Private ownership of the means of production today presents a far greater obstacle on the path of economic development than the craft privileges, which were a form of petty bourgeois property, presented in their time. As the bourgeoisie under no circumstances will renounce its property rights voluntarily, it is necessary that a bold revolutionary force must be set to work. History has not yet thought up any other method. And there will be no exception in the case of Britain.
As for the second quotation ascribed to me by Mr. Baldwin, here I find myself in the greatest perplexity. I firmly deny that I could have said anywhere or at any time that there exists some unalterable “Russian nature” against which revolution was powerless. Where is this quotation from? I know from long experience that not all men, not even all prime ministers, quote with complete precision. By complete chance I came across a passage in my book Problems of Cultural Work which deals fully with the question which concerns us. I quote it in full:
What are the grounds for our hopes of victory?
The first is that criticism and initiative has been aroused in the popular masses. Through the revolution our people have opened themselves up a window on Europe – meaning by “Europe” culture – just as two hundred or so years before, Peter’s Russia opened not a window but a ventilator on Europe for the top layers of the noble and bureaucratic statesmen.
Those passive qualities of humility and meekness which the official or voluntarily idiotic ideologues declared to be the specific, immutable and sacred qualities of the Russian people but in practice were merely the expression of its slavish, downtrodden state and its isolation from culture – those wretched and shameful qualities received a mortal blow in October 1917. This does not of course mean that we no longer carry the heritage of the past with us.
We do and shall continue to for a long time yet. But a great turning-point, not only materially, but also psychologically, has been passed.
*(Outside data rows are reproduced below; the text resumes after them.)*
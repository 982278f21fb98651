//! Restart-on-panic supervision for the long-running bridge tasks.
//!
//! Each task runs inside its own spawned future. A panic surfaces as a
//! [`JoinError`](tokio::task::JoinError) at the supervisor, which logs it, lets
//! the task release whatever resource it owned via [`Supervised::on_fault`],
//! waits a short delay and starts the task again. A task that returns normally
//! is not restarted.

use crate::metrics::BridgeMetrics;
use crate::shutdown::sleep_or_cancel;
use async_trait::async_trait;
use std::sync::Arc;
use std::time::Duration;
use tokio::task::JoinHandle;
use tokio_util::sync::CancellationToken;
use tracing::{debug, error, warn};

/// Delay before restarting a task that panicked
pub const DEFAULT_RESTART_DELAY: Duration = Duration::from_secs(1);

/// A background task the supervisor can restart
#[async_trait]
pub trait Supervised: Send + Sync + 'static {
    /// Name used in logs and metric labels
    fn name(&self) -> &'static str;

    /// Runs until `shutdown` is cancelled.
    async fn run(self: Arc<Self>, shutdown: CancellationToken);

    /// Called after a panic, before the restart.
    async fn on_fault(&self) {}
}

/// Spawns `task` under supervision.
pub fn spawn_supervised<T: Supervised>(
    task: Arc<T>,
    shutdown: CancellationToken,
    restart_delay: Duration,
    metrics: Arc<BridgeMetrics>,
) -> JoinHandle<()> {
    tokio::spawn(async move {
        let name = task.name();
        let mut restarts: u32 = 0;

        loop {
            let attempt = tokio::spawn(Arc::clone(&task).run(shutdown.clone()));

            match attempt.await {
                Ok(()) => {
                    debug!(task = name, "Task finished");
                    break;
                }
                Err(e) if e.is_panic() => {
                    restarts = restarts.saturating_add(1);
                    error!(task = name, restarts, error = %e, "Task panicked");
                    metrics.record_task_restart(name);
                    task.on_fault().await;
                }
                Err(e) => {
                    warn!(task = name, error = %e, "Task cancelled");
                    break;
                }
            }

            if !sleep_or_cancel(restart_delay, &shutdown).await {
                break;
            }
            warn!(task = name, restarts, "Restarting task");
        }
    })
}
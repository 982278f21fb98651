//! In-process stand-ins for the surveillance feed and the mesh node.

#![allow(dead_code)]

use bytes::Bytes;
use futures::{SinkExt, StreamExt};
use parking_lot::Mutex;
use prost::Message;
use skymesh_client::codec::{MeshFrameCodec, WAKE_SEQUENCE};
use skymesh_client::proto::{from_radio, mesh_packet, to_radio, FromRadio, ToRadio};
use std::net::SocketAddr;
use std::sync::atomic::{AtomicU32, Ordering};
use std::sync::Arc;
use std::time::Duration;
use tokio::io::{AsyncReadExt, AsyncWriteExt};
use tokio::net::TcpListener;
use tokio::sync::{mpsc, Notify};
use tokio_util::codec::Framed;

/// Serves lines pushed by the test to whichever client is connected.
pub struct FakeFeed {
    pub addr: SocketAddr,
    tx: mpsc::UnboundedSender<String>,
}

impl FakeFeed {
    pub async fn start() -> Self {
        let listener = TcpListener::bind("127.0.0.1:0").await.unwrap();
        let addr = listener.local_addr().unwrap();
        let (tx, rx) = mpsc::unbounded_channel::<String>();
        let rx = Arc::new(tokio::sync::Mutex::new(rx));

        tokio::spawn(async move {
            while let Ok((mut socket, _)) = listener.accept().await {
                let rx = Arc::clone(&rx);
                tokio::spawn(async move {
                    let mut rx = rx.lock().await;
                    while let Some(line) = rx.recv().await {
                        if socket.write_all(format!("{}\r\n", line).as_bytes()).await.is_err() {
                            break;
                        }
                    }
                });
            }
        });

        Self { addr, tx }
    }

    pub fn push(&self, line: impl Into<String>) {
        let _ = self.tx.send(line.into());
    }
}

/// A text packet received by the fake node
#[derive(Debug, Clone)]
pub struct ReceivedText {
    pub channel: u32,
    pub hop_limit: u32,
    pub text: String,
}

/// Accepts mesh clients, answers the configuration request and records text packets.
pub struct FakeMeshNode {
    pub addr: SocketAddr,
    texts: Arc<Mutex<Vec<ReceivedText>>>,
    connections: Arc<AtomicU32>,
    kick: Arc<Notify>,
}

impl FakeMeshNode {
    pub async fn start() -> Self {
        let listener = TcpListener::bind("127.0.0.1:0").await.unwrap();
        let addr = listener.local_addr().unwrap();
        let texts = Arc::new(Mutex::new(Vec::new()));
        let connections = Arc::new(AtomicU32::new(0));
        let kick = Arc::new(Notify::new());

        tokio::spawn({
            let texts = Arc::clone(&texts);
            let connections = Arc::clone(&connections);
            let kick = Arc::clone(&kick);
            async move {
                while let Ok((mut socket, _)) = listener.accept().await {
                    connections.fetch_add(1, Ordering::SeqCst);
                    let texts = Arc::clone(&texts);
                    let kick = Arc::clone(&kick);

                    tokio::spawn(async move {
                        let mut wake = [0u8; 32];
                        if socket.read_exact(&mut wake).await.is_err() || wake != WAKE_SEQUENCE {
                            return;
                        }
                        let mut framed = Framed::new(socket, MeshFrameCodec);

                        loop {
                            let frame = tokio::select! {
                                _ = kick.notified() => return,
                                frame = framed.next() => frame,
                            };
                            let Some(Ok(frame)) = frame else {
                                return;
                            };
                            let Ok(msg) = ToRadio::decode(frame) else {
                                continue;
                            };

                            match msg.payload_variant {
                                Some(to_radio::PayloadVariant::WantConfigId(id)) => {
                                    let reply = FromRadio {
                                        id: 1,
                                        payload_variant: Some(from_radio::PayloadVariant::ConfigCompleteId(id)),
                                    };
                                    let _ = framed.send(Bytes::from(reply.encode_to_vec())).await;
                                }
                                Some(to_radio::PayloadVariant::Packet(packet)) => {
                                    if let Some(mesh_packet::PayloadVariant::Decoded(data)) = packet.payload_variant {
                                        texts.lock().push(ReceivedText {
                                            channel: packet.channel,
                                            hop_limit: packet.hop_limit,
                                            text: String::from_utf8_lossy(&data.payload).into_owned(),
                                        });
                                    }
                                }
                                _ => {}
                            }
                        }
                    });
                }
            }
        });

        Self {
            addr,
            texts,
            connections,
            kick,
        }
    }

    pub fn texts(&self) -> Vec<ReceivedText> {
        self.texts.lock().clone()
    }

    pub fn connections(&self) -> u32 {
        self.connections.load(Ordering::SeqCst)
    }

    /// Drops every connected client.
    pub fn kick_all(&self) {
        self.kick.notify_waiters();
    }
}

/// Polls `condition` every 20ms for up to `timeout`.
pub async fn eventually(timeout: Duration, mut condition: impl FnMut() -> bool) -> bool {
    let deadline = tokio::time::Instant::now() + timeout;
    while tokio::time::Instant::now() < deadline {
        if condition() {
            return true;
        }
        tokio::time::sleep(Duration::from_millis(20)).await;
    }
    condition()
}

/// An airborne position record in dump1090 BaseStation format.
pub fn airborne(icao: &str, alt: u32, lat: f64, lon: f64) -> String {
    format!(
        "MSG,3,111,11111,{},111111,2024/01/15,10:30:01.000,2024/01/15,10:30:01.000,,{},,,{},{},,,0,0,0,0",
        icao, alt, lat, lon
    )
}

/// An identification record in dump1090 BaseStation format.
pub fn identification(icao: &str, callsign: &str) -> String {
    format!(
        "MSG,1,111,11111,{},111111,2024/01/15,10:30:00.000,2024/01/15,10:30:00.000,{},,,,,,,,,,,0",
        icao, callsign
    )
}
use rand::Rng;
use skymesh_core::config::{duration_from_secs, ReconnectSettings};
use skymesh_core::error::ConnectionError;
use std::time::Duration;

/// Reconnect policy shared by the feed and mesh loops
#[derive(Debug, Clone)]
pub struct ReconnectConfig {
    /// Delay before the first retry
    pub initial_backoff: Duration,
    /// Upper bound on the delay, before jitter
    pub max_backoff: Duration,
    /// Growth factor applied after each failed attempt
    pub backoff_multiplier: f64,
    /// Uniform random jitter added to every delay, in [0, max_jitter)
    pub max_jitter: Duration,
}

impl Default for ReconnectConfig {
    fn default() -> Self {
        Self {
            initial_backoff: Duration::from_secs(2),
            max_backoff: Duration::from_secs(30),
            backoff_multiplier: 1.7,
            max_jitter: Duration::from_millis(1500),
        }
    }
}

impl From<&ReconnectSettings> for ReconnectConfig {
    fn from(settings: &ReconnectSettings) -> Self {
        Self {
            initial_backoff: duration_from_secs(settings.initial_backoff_secs),
            max_backoff: duration_from_secs(settings.max_backoff_secs),
            backoff_multiplier: settings.multiplier,
            max_jitter: duration_from_secs(settings.max_jitter_secs),
        }
    }
}

/// Endpoint and timeouts for a TCP client
#[derive(Debug, Clone)]
pub struct ClientConfig {
    /// Remote address as `host:port`
    pub server_addr: String,
    /// Connection timeout
    pub connect_timeout: Duration,
    /// Read timeout
    pub read_timeout: Duration,
    /// Write timeout
    pub write_timeout: Duration,
    /// Initial capacity of the receive buffer
    pub recv_buffer_size: usize,
}

impl Default for ClientConfig {
    fn default() -> Self {
        Self {
            server_addr: String::new(),
            connect_timeout: Duration::from_secs(10),
            read_timeout: Duration::from_secs(15),
            write_timeout: Duration::from_secs(10),
            recv_buffer_size: 8192,
        }
    }
}

/// Exponential backoff for the given zero-based attempt, capped at `max_backoff`.
///
/// Jitter is not included; see [`Backoff::next_delay`].
pub fn calculate_backoff(attempt: u32, config: &ReconnectConfig) -> Duration {
    let exponent = attempt.min(i32::MAX as u32) as i32;
    let backoff_secs = config.initial_backoff.as_secs_f64() * config.backoff_multiplier.powi(exponent);
    let capped_secs = backoff_secs.min(config.max_backoff.as_secs_f64());
    duration_from_secs(capped_secs)
}

/// Whether a connect or stream error is worth retrying as is.
///
/// Looks for a [`ConnectionError`] anywhere in the chain; errors without one
/// (socket option failures and the like) count as transient.
pub fn is_transient(err: &anyhow::Error) -> bool {
    err.chain()
        .find_map(|cause| cause.downcast_ref::<ConnectionError>())
        .map_or(true, ConnectionError::is_transient)
}

/// Backoff state for one reconnect loop.
///
/// Each loop owns its own instance; a failure on one endpoint never delays the
/// other. The state persists across successful connections until [`reset`]
/// is called.
///
/// [`reset`]: Backoff::reset
#[derive(Debug, Clone)]
pub struct Backoff {
    config: ReconnectConfig,
    attempt: u32,
}

impl Backoff {
    pub fn new(config: ReconnectConfig) -> Self {
        Self { config, attempt: 0 }
    }

    /// Delay to wait before the next attempt, then advances the schedule.
    pub fn next_delay(&mut self) -> Duration {
        let base = calculate_backoff(self.attempt, &self.config);
        self.attempt = self.attempt.saturating_add(1);
        base.saturating_add(self.jitter())
    }

    /// Delay the next call to [`next_delay`](Self::next_delay) will start from, without jitter.
    pub fn current(&self) -> Duration {
        calculate_backoff(self.attempt, &self.config)
    }

    /// Number of delays handed out since the last reset
    pub fn attempts(&self) -> u32 {
        self.attempt
    }

    /// Returns the schedule to the initial delay.
    pub fn reset(&mut self) {
        self.attempt = 0;
    }

    fn jitter(&self) -> Duration {
        let max = self.config.max_jitter.as_secs_f64();
        if max <= 0.0 {
            return Duration::ZERO;
        }
        duration_from_secs(rand::thread_rng().gen_range(0.0..max))
    }
}
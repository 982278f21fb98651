use anyhow::{Context, Result};
use clap::Parser;
use skymesh_bridge::{install_prometheus, Bridge};
use skymesh_core::config::{LogFormat, StationConfig};
use skymesh_core::{registry, BridgeConfig};
use std::path::PathBuf;
use tokio::signal;
use tokio_util::sync::CancellationToken;
use tracing::info;
use tracing_subscriber::EnvFilter;

/// Addresses printed by `--self-test`
const SELF_TEST_ADDRESSES: [&str; 6] = ["A00001", "738000", "400001", "4CA123", "C01234", "7C0001"];

/// Skymesh - relays ADS-B aircraft sightings from an SBS feed to a mesh radio channel
#[derive(Parser, Debug)]
#[command(author, version, about, long_about = None)]
struct Args {
    /// Path to a YAML configuration file
    #[arg(short, long, env = "SKYMESH_CONFIG")]
    config: Option<PathBuf>,

    /// SBS feed host
    #[arg(long, env = "DUMP1090_HOST")]
    feed_host: Option<String>,

    /// SBS feed port
    #[arg(long, env = "DUMP1090_PORT")]
    feed_port: Option<u16>,

    /// Mesh node host
    #[arg(long, env = "MESHTASTIC_TCP_HOST")]
    mesh_host: Option<String>,

    /// Mesh node TCP API port
    #[arg(long)]
    mesh_port: Option<u16>,

    /// Channel index announcements are sent on
    #[arg(long, env = "MESHTASTIC_CHANNEL_INDEX")]
    channel_index: Option<u32>,

    /// Minimum seconds between announcements of one aircraft
    #[arg(long, env = "AIRCRAFT_PERIOD")]
    aircraft_period: Option<f64>,

    /// Maximum announcements per minute across all aircraft
    #[arg(long, env = "GLOBAL_RATE_PER_MIN")]
    global_rate_per_min: Option<u32>,

    /// Log level (trace, debug, info, warn, error); RUST_LOG takes precedence
    #[arg(long, env = "LOG_LEVEL")]
    log_level: Option<String>,

    /// Station latitude, enables the distance annotation
    #[arg(long, env = "STATION_LAT", requires = "station_lon", allow_hyphen_values = true)]
    station_lat: Option<f64>,

    /// Station longitude
    #[arg(long, env = "STATION_LON", requires = "station_lat", allow_hyphen_values = true)]
    station_lon: Option<f64>,

    /// Serve Prometheus metrics on this address
    #[arg(long)]
    metrics_listen: Option<String>,

    /// Print country lookups for sample addresses and exit
    #[arg(long)]
    self_test: bool,
}

impl Args {
    /// Applies command-line (and legacy environment) overrides on top of the loaded file.
    fn apply(&self, config: &mut BridgeConfig) {
        if let Some(host) = &self.feed_host {
            config.feed.host = host.clone();
        }
        if let Some(port) = self.feed_port {
            config.feed.port = port;
        }
        if let Some(host) = &self.mesh_host {
            config.mesh.host = host.clone();
        }
        if let Some(port) = self.mesh_port {
            config.mesh.port = port;
        }
        if let Some(channel) = self.channel_index {
            config.mesh.channel_index = channel;
        }
        if let Some(period) = self.aircraft_period {
            config.limits.per_aircraft_period_secs = period;
        }
        if let Some(rate) = self.global_rate_per_min {
            config.limits.global_rate_per_min = rate;
        }
        if let Some(level) = &self.log_level {
            config.logging.level = level.clone();
        }
        if let (Some(lat), Some(lon)) = (self.station_lat, self.station_lon) {
            config.station = Some(StationConfig { lat, lon });
        }
        if let Some(listen) = &self.metrics_listen {
            config.metrics.enabled = true;
            config.metrics.listen = listen.clone();
        }
    }
}

fn self_test() {
    for addr in SELF_TEST_ADDRESSES {
        let registration = registry::lookup(addr);
        println!(
            "{} -> {} ({})",
            addr,
            registration.country.unwrap_or("unknown"),
            registration.code.unwrap_or("--")
        );
    }
}

fn init_logging(config: &BridgeConfig) {
    let filter = EnvFilter::try_from_default_env().unwrap_or_else(|_| EnvFilter::new(&config.logging.level));

    match config.logging.format {
        LogFormat::Json => tracing_subscriber::fmt().with_env_filter(filter).json().init(),
        LogFormat::Text => tracing_subscriber::fmt().with_env_filter(filter).init(),
    }
}

fn log_banner(config: &BridgeConfig) {
    info!("Starting Skymesh v{}", env!("CARGO_PKG_VERSION"));
    info!(endpoint = %config.feed.address(), "SBS feed");
    info!(endpoint = %config.mesh.address(), channel = config.mesh.channel_index, "Mesh node");
    info!(
        per_aircraft_secs = config.limits.per_aircraft_period_secs,
        global_per_min = config.limits.global_rate_per_min,
        "Announcement limits"
    );
    match config.station_position() {
        Some(station) => info!(%station, "Station position set, distances enabled"),
        None => info!("No station position, distances disabled"),
    }
}

#[tokio::main]
async fn main() -> Result<()> {
    let args = Args::parse();

    if args.self_test {
        self_test();
        return Ok(());
    }

    let mut config = BridgeConfig::load(args.config.as_deref()).context("Failed to load configuration")?;
    args.apply(&mut config);
    config.validate().context("Invalid configuration")?;

    init_logging(&config);
    log_banner(&config);

    if config.metrics.enabled {
        install_prometheus(&config.metrics.listen).context("Failed to start metrics exporter")?;
    }

    let bridge = Bridge::new(&config);
    let shutdown = CancellationToken::new();
    let tasks = bridge.spawn(&shutdown);

    signal::ctrl_c()
        .await
        .context("Failed to listen for shutdown signal")?;
    info!("Received shutdown signal, stopping bridge...");

    shutdown.cancel();
    tokio::time::sleep(config.shutdown_grace()).await;
    bridge.close().await;
    for task in tasks {
        task.abort();
    }

    info!("Shutdown complete");
    Ok(())
}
No one any longer dares to recommend the Russian people to build their destiny upon the precepts of humility, submissiveness and long-suffering. No, the virtues that are henceforth entering ever more deeply into the people’s consciousness are: criticism, initiative and collective creativity. And upon this, the greatest conquest of the national character rests above all our hope of success in all our work.
This, as we see, has very little similarity to what Mr. Baldwin ascribes to me. It should be said in mitigation that the British Constitution does not oblige prime ministers to quote correctly. And as for the precedents that play such a major part in British life there is certainly no shortage of them – just how many false quotations is one William Pitt good for?
It may be objected – what is the point of discussing revolution with a Tory leader? What importance can the historical philosophy of a Conservative Prime Minister have for the working class? But the fact of the matter is this: the philosophy of MacDonald, Snowden, Webb, and the other Labour Party leaders is merely an echo of Baldwin’s historical theories. And in due course we shall demonstrate this, with all appropriate … gradualness.